Our cumulative results demonstrate that, compared to males, female mice are impacted to a greater extend by early-life RSV infection prior to acute HDM exposure. Our data show greater numbers of eosinophils, ILC2s, and T cells, as well as increased lung infiltration and AHR in females compared to males. Malinczak et al. showed that RSV infection prior to CRE sensitization and challenge leads to increased airway hyperactivity, mucus production, and IL-13 mRNA levels in male mice compared to females [11]. These differences could be attributed to the strain of RSV used: RSV A2 with Line 19 fusion protein in their work vs.
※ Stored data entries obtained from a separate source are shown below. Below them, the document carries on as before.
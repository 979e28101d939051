//! EchoVerse: a small learning assistant that turns a PDF, a web page or
//! typed text into a plain-language explanation and can read it aloud.
//!
//! ```text
//! PDF / Link / Text ─▶ extract ─▶ Session.raw_text
//!                                    │ Explain
//!                                    ▼
//!                      generate ─▶ Session.explanation
//!                                    │ Speak
//!                                    ▼
//!                      speech ─▶ AudioClip ─▶ audio (speaker)
//! ```

pub mod app;
pub mod audio;
pub mod config;
pub mod extract;
pub mod generate;
pub mod session;
pub mod speech;

#[cfg(test)]
mod test_support;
RSV A2 in ours. RSV A2 with Line 19 fusion protein leads to greater viral load, pulmonary IL-13 and mucin, and lung resistance compared to the A2 strain [71]. Another important difference is that mice used in the Malinczak et al study were sensitized and challenged with CRE, to induce CRE-specific Th2 adaptive immunity and allergic airways disease, and all of our outcomes were within days of an acute exposure to HDM, a time point in which HDM-specific Th2 adaptive immunity was not fully established [11]. Understanding how RSV strain differences and sex interact, both in neonates and adults, will be an important consideration to better understand effects of lower respiratory tract RSV infection in both children and adults.

Conclusions

Altogether, data from this RSV → HDM model suggest that the increased number of KLRG1 IL-13+ ILC2s as well as IL-13+ T cells, may be responsible for the increased numbers of activated CD11cmed eosinophils in lungs of RSV-infected neonates subsequently exposed to acute HDM delivery. This may be through interactions with innate cytokines such as IL-33 though our data do not rule out a role for other innate cytokines, such as IL-25 and TSLP. Larger numbers of IL-5+ ILC2s in female mice may help explain why recruitment of CD11c eosinophils was greater in these mice. Moreover, there were larger numbers of T cells producing type 2 cytokines in response to acute HDM exposure in mice infected 10 days prior with RSV. We speculate that these T cells respond to a type 2 skewed lung environment “primed” by RSV infection [72], driving them to respond more strongly to a second encounter with a similar innate cytokine milieu induced by HDM exposure. The precise antigen specificity of these T cells is not yet known. This body of work also sheds light on important sex differences that occur in type 2 inflammatory responses associated with early-life RSV infection and furthers our understanding of how “training” of cells of the innate immune system by virus infection may have enduring local effects on immune responses. As the prevalence and severity of asthma has been on the rise for many years and the impact of new treatment options that prevent severe RSV disease on long-term lung morbidity is not known, a better understanding of the connection between early-life events and subsequent allergen exposures can contribute to the development of better prophylactic and/or treatment strategies to mitigate these risks that may differ between the sexes.

Supporting information

S1 File. Tables A-C.

Antibodies used for (A) eosinophil and macrophages (B) ILC2; and (C) T cell multi-color flow cytometry.

(TIF)

ppat.1013340.s001.tif (1.2MB, tif)
S1 Fig. Interstitial macrophages, but not neutrophils or alveolar macrophages, are increased by acute HDM delivery in mice infected with RSV in early life.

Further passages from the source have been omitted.